=== Begin Enclosure ===

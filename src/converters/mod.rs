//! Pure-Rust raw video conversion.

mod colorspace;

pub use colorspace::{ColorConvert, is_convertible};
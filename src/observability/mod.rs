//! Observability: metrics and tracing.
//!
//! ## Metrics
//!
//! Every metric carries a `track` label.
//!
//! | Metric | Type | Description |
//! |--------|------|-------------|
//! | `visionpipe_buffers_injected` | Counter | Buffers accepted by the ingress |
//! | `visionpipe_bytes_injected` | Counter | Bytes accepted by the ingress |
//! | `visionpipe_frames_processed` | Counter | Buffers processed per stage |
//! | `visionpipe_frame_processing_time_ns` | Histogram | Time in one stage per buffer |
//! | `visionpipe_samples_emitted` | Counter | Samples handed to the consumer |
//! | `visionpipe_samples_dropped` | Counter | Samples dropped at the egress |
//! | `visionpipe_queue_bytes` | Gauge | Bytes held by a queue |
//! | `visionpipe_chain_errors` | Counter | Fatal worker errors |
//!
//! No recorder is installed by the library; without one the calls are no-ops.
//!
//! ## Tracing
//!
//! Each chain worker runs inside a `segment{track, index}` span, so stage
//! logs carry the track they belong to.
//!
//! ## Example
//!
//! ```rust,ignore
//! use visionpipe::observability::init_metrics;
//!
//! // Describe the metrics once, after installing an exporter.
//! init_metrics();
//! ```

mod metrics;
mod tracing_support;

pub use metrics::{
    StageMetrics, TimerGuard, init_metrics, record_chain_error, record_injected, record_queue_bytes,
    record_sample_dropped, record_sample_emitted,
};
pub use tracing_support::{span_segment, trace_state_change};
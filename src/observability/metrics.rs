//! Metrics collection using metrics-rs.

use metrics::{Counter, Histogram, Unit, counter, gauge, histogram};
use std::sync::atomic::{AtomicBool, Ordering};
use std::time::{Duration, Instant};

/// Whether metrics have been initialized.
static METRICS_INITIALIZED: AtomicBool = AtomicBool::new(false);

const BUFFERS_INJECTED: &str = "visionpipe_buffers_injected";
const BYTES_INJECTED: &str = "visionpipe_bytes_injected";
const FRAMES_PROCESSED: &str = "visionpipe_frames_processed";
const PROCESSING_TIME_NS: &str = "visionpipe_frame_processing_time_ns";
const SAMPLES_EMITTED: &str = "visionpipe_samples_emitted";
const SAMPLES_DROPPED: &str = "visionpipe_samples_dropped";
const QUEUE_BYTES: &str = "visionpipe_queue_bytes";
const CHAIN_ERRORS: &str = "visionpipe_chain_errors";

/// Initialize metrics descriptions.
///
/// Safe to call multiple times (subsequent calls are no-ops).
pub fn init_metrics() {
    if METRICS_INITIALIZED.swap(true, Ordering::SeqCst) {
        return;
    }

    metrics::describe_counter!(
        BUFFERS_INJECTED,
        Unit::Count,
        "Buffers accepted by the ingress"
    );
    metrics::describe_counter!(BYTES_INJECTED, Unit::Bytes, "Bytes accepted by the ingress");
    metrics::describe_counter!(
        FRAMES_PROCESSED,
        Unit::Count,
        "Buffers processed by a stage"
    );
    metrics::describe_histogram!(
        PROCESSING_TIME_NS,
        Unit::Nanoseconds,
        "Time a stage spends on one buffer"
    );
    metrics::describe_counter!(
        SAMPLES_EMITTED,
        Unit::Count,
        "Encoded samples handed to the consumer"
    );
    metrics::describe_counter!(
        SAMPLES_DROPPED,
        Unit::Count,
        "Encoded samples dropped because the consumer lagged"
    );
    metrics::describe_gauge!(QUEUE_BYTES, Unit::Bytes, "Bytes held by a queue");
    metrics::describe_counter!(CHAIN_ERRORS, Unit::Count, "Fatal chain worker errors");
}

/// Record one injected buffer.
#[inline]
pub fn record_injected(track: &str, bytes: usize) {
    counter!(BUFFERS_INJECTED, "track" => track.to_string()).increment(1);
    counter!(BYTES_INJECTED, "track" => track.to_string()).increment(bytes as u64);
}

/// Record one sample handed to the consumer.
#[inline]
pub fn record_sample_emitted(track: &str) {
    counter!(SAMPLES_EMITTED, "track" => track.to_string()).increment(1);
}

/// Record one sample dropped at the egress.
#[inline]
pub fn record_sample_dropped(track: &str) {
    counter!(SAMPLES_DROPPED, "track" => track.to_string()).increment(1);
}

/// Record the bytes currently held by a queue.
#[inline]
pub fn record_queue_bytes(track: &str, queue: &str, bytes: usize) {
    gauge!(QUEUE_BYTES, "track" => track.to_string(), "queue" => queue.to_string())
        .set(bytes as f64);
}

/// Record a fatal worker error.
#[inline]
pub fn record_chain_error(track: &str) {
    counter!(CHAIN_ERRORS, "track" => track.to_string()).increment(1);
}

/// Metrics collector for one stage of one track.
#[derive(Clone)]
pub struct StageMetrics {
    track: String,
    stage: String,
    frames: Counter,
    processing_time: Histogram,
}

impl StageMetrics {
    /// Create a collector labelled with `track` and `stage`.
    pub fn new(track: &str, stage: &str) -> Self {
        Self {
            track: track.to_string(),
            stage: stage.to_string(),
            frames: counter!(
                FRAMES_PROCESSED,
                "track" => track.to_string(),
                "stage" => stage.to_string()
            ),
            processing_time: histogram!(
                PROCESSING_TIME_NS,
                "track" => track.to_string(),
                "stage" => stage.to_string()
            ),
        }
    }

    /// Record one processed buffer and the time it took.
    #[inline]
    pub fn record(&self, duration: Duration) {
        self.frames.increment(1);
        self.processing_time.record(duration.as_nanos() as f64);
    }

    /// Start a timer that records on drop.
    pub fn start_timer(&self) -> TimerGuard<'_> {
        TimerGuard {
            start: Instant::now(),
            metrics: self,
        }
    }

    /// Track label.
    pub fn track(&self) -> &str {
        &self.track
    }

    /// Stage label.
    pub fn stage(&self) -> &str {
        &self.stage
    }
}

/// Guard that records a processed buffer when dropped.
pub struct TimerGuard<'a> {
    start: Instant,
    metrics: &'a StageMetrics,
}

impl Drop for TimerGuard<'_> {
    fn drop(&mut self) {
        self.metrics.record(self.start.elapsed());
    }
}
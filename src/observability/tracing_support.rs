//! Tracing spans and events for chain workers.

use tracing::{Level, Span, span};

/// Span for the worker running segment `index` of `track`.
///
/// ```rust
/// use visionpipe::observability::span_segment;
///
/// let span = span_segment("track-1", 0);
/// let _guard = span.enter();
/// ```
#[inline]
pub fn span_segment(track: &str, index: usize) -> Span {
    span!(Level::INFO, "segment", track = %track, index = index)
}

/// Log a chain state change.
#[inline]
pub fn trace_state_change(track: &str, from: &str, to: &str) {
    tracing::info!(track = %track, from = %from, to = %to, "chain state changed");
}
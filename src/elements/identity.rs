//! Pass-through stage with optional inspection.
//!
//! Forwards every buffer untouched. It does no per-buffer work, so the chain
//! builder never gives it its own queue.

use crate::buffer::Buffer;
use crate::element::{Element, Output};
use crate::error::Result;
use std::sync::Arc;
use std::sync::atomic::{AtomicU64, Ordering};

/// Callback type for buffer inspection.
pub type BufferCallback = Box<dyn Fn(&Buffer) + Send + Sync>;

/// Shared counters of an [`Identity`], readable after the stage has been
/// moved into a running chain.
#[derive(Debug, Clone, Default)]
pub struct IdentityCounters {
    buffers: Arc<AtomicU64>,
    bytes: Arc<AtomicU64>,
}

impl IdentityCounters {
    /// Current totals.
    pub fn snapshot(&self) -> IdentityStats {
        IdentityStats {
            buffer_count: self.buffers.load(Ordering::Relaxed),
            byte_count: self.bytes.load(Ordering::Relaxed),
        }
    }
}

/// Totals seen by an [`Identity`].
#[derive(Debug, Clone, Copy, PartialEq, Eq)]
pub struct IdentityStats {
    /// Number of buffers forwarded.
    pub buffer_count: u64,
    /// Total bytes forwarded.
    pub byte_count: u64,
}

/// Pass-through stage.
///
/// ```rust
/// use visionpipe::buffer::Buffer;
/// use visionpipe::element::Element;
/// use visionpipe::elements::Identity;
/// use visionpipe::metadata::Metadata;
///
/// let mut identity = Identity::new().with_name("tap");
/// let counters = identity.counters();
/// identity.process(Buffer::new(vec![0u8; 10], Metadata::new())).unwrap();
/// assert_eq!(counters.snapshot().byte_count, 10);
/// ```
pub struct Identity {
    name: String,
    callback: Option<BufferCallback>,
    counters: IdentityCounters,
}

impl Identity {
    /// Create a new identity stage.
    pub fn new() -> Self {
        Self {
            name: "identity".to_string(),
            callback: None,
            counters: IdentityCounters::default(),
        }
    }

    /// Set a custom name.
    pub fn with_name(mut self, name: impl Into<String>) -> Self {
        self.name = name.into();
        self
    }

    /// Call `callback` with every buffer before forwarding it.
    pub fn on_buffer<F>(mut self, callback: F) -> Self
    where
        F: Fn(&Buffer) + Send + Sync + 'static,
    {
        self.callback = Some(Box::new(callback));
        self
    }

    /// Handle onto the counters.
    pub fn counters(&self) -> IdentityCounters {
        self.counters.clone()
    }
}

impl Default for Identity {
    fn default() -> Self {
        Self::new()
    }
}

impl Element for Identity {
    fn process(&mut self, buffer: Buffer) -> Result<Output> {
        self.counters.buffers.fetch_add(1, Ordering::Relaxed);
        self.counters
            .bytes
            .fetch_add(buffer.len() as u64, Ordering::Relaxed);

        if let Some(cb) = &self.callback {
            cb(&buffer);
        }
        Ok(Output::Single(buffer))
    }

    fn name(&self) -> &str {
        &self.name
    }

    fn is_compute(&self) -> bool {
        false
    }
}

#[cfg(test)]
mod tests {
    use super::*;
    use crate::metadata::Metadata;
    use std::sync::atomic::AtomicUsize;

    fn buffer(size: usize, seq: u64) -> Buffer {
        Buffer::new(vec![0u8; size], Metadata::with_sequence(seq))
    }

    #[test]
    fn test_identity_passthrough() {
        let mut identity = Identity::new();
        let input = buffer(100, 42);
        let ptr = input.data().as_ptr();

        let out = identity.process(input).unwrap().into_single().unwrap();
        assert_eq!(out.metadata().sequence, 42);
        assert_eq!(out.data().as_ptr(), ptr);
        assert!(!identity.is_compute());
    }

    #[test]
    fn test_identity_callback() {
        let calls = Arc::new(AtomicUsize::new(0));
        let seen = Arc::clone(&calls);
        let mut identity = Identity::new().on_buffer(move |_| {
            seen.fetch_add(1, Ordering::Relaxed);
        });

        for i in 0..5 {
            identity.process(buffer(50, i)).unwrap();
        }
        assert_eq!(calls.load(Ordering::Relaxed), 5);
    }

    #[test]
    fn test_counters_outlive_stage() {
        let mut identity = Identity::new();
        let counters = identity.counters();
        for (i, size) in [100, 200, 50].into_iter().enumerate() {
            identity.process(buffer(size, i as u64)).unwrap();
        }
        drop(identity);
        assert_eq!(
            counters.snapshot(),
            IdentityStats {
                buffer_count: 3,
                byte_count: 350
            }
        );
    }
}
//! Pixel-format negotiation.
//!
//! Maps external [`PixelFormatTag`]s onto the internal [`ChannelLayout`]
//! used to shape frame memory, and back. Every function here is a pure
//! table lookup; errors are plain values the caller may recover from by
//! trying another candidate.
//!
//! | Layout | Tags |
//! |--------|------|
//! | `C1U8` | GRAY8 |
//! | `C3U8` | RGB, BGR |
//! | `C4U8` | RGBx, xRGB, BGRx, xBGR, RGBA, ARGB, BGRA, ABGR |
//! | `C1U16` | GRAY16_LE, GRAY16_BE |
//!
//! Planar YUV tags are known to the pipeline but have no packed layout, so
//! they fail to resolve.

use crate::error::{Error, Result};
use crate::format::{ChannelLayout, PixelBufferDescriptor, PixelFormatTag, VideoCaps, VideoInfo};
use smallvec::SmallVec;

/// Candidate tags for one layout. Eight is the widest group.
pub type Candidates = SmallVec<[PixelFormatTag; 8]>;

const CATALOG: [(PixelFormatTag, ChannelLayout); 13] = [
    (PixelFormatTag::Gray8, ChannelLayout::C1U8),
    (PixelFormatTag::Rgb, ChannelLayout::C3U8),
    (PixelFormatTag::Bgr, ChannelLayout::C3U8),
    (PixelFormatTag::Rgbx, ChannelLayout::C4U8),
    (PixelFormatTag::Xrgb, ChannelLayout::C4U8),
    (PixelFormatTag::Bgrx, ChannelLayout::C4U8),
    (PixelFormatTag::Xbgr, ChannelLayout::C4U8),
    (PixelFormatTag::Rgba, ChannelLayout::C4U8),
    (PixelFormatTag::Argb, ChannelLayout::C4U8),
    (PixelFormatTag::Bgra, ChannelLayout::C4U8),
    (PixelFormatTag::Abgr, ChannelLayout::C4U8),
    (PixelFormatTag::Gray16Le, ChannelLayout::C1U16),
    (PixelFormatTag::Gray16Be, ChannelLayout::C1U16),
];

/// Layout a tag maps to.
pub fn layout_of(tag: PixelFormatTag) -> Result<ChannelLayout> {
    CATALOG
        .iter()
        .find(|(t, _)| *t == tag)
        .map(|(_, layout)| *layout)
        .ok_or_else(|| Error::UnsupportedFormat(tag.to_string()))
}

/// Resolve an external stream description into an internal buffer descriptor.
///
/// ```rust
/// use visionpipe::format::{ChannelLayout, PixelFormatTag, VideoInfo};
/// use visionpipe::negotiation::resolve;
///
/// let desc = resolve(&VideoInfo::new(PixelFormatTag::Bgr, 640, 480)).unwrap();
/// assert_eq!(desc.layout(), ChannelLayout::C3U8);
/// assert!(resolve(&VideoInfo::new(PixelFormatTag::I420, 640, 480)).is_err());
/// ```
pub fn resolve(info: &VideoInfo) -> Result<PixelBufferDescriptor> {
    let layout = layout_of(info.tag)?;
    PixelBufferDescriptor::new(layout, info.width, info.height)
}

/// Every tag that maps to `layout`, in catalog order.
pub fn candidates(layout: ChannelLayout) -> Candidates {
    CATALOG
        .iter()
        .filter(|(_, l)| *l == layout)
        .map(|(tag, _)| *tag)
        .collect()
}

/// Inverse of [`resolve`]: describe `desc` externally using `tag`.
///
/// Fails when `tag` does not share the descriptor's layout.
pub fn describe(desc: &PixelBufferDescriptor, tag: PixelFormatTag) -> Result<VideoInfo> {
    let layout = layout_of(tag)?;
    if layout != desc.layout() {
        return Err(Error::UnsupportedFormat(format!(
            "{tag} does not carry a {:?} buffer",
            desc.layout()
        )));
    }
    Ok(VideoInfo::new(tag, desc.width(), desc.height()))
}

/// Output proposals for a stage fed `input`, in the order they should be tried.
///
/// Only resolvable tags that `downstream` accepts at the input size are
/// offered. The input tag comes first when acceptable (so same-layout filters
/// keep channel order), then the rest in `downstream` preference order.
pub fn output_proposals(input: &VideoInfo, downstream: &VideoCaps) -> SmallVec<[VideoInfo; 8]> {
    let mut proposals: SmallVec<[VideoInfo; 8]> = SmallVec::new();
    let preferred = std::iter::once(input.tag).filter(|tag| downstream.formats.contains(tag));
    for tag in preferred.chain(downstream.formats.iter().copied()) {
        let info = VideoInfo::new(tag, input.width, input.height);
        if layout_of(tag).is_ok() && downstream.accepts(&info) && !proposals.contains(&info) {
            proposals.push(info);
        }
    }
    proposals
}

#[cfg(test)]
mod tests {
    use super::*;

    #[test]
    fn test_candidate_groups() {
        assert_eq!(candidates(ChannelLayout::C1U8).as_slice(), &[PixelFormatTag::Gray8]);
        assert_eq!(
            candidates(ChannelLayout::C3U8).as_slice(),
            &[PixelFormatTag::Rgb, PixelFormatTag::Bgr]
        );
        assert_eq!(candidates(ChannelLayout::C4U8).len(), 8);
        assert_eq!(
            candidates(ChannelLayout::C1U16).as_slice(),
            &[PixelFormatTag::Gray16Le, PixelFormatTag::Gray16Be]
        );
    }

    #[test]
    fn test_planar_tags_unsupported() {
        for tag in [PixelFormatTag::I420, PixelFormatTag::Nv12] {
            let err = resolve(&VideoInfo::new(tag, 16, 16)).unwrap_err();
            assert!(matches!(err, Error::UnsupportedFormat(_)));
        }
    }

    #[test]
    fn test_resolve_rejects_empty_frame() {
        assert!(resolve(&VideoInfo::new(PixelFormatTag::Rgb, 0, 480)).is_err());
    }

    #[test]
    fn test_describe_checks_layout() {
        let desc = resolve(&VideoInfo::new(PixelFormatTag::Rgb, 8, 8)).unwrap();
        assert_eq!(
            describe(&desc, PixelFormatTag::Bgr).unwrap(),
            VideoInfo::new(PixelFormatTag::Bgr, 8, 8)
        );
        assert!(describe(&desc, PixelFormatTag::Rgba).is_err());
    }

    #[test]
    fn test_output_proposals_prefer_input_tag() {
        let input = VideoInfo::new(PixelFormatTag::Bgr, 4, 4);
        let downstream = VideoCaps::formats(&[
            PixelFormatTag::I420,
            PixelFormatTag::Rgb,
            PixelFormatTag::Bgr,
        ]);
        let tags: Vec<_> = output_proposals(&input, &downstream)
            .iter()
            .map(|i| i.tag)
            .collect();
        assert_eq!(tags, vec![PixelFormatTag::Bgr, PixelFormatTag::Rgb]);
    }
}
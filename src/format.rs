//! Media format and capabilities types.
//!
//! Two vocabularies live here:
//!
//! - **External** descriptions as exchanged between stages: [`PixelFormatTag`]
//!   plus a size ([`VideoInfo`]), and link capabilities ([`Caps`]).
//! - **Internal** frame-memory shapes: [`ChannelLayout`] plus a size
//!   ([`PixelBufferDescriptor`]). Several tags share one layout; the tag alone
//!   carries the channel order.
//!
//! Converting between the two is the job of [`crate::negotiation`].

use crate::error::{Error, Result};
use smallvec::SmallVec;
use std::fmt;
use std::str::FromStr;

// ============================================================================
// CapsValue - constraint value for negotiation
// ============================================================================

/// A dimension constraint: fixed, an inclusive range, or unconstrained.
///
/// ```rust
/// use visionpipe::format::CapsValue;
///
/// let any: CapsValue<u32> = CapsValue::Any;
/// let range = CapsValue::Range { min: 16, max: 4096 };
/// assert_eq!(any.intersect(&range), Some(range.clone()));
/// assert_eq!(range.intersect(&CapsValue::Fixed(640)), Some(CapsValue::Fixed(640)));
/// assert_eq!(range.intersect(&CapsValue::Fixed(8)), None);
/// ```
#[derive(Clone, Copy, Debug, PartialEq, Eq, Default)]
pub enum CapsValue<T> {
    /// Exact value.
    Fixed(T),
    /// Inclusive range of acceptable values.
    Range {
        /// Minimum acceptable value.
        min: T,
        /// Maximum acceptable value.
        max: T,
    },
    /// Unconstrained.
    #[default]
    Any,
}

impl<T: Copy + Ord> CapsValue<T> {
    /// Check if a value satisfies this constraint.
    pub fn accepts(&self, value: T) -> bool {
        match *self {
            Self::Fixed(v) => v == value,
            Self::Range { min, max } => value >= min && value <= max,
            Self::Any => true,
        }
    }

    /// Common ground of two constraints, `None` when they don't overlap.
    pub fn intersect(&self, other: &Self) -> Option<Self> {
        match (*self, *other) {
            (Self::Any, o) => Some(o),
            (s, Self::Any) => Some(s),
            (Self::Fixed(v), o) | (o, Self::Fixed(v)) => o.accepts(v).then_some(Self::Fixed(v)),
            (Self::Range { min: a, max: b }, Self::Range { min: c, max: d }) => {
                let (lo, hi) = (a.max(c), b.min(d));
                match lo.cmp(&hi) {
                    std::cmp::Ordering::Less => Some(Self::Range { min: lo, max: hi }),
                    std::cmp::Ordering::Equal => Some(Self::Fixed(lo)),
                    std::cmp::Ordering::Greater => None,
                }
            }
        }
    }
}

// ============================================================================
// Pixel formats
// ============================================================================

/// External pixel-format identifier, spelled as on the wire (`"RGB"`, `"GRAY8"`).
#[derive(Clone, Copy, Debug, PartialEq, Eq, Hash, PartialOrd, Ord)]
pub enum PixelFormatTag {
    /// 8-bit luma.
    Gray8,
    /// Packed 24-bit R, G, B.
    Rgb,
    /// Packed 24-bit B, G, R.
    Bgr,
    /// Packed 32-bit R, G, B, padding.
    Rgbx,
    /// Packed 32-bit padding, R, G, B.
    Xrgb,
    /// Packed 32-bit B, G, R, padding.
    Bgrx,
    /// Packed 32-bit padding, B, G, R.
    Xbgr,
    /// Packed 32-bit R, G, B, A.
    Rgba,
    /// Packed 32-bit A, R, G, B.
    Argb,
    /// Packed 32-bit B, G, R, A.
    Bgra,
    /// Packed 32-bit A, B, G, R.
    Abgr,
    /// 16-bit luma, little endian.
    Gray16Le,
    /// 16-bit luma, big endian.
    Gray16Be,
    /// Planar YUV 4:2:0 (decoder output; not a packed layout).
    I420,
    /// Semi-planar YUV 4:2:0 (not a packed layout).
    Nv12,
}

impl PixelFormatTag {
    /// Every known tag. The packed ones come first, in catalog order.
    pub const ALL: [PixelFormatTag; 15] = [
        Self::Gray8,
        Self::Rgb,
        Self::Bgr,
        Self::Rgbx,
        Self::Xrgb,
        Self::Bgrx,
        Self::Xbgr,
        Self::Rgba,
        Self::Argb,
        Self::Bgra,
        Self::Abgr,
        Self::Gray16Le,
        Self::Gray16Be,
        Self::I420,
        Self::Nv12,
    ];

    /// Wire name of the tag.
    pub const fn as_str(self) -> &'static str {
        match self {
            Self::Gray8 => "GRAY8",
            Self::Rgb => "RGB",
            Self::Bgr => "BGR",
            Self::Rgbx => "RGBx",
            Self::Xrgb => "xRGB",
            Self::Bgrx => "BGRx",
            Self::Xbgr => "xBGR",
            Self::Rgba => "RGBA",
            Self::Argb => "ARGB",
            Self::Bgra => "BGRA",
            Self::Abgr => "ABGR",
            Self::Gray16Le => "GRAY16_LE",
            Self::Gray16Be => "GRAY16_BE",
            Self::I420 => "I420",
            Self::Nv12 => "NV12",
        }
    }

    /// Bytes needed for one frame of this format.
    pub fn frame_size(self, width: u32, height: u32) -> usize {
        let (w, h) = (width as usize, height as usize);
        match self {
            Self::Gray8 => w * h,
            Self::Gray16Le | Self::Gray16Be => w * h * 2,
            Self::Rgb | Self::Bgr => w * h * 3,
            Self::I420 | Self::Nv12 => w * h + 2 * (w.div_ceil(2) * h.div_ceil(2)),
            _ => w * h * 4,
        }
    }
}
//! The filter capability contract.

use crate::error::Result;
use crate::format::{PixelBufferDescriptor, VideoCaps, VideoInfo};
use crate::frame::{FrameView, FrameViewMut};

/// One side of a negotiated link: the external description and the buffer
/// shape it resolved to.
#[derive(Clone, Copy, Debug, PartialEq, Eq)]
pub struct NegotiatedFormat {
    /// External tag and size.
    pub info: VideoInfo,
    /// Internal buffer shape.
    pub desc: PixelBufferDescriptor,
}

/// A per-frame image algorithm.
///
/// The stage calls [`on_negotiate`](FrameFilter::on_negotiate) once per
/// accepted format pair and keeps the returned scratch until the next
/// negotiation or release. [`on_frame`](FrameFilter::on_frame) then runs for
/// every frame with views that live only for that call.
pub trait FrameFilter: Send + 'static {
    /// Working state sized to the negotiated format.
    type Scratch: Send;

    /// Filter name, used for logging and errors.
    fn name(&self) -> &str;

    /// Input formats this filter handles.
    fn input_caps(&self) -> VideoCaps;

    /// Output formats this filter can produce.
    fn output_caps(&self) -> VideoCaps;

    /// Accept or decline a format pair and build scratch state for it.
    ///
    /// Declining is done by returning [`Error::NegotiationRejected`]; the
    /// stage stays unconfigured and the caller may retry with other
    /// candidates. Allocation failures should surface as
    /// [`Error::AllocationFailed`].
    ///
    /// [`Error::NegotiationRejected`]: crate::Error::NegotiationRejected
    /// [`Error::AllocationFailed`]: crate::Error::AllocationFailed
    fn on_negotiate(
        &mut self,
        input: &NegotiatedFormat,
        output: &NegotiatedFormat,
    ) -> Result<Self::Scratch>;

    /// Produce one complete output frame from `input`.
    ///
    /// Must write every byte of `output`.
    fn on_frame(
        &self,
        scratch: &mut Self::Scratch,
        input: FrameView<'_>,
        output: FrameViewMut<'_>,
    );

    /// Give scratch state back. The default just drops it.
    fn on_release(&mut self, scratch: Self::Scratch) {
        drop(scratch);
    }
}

=== End Enclosure ===

§ **Exercise**: Lines above containing "luma": how many? Reply with the number only.

§ **Task solution**: 3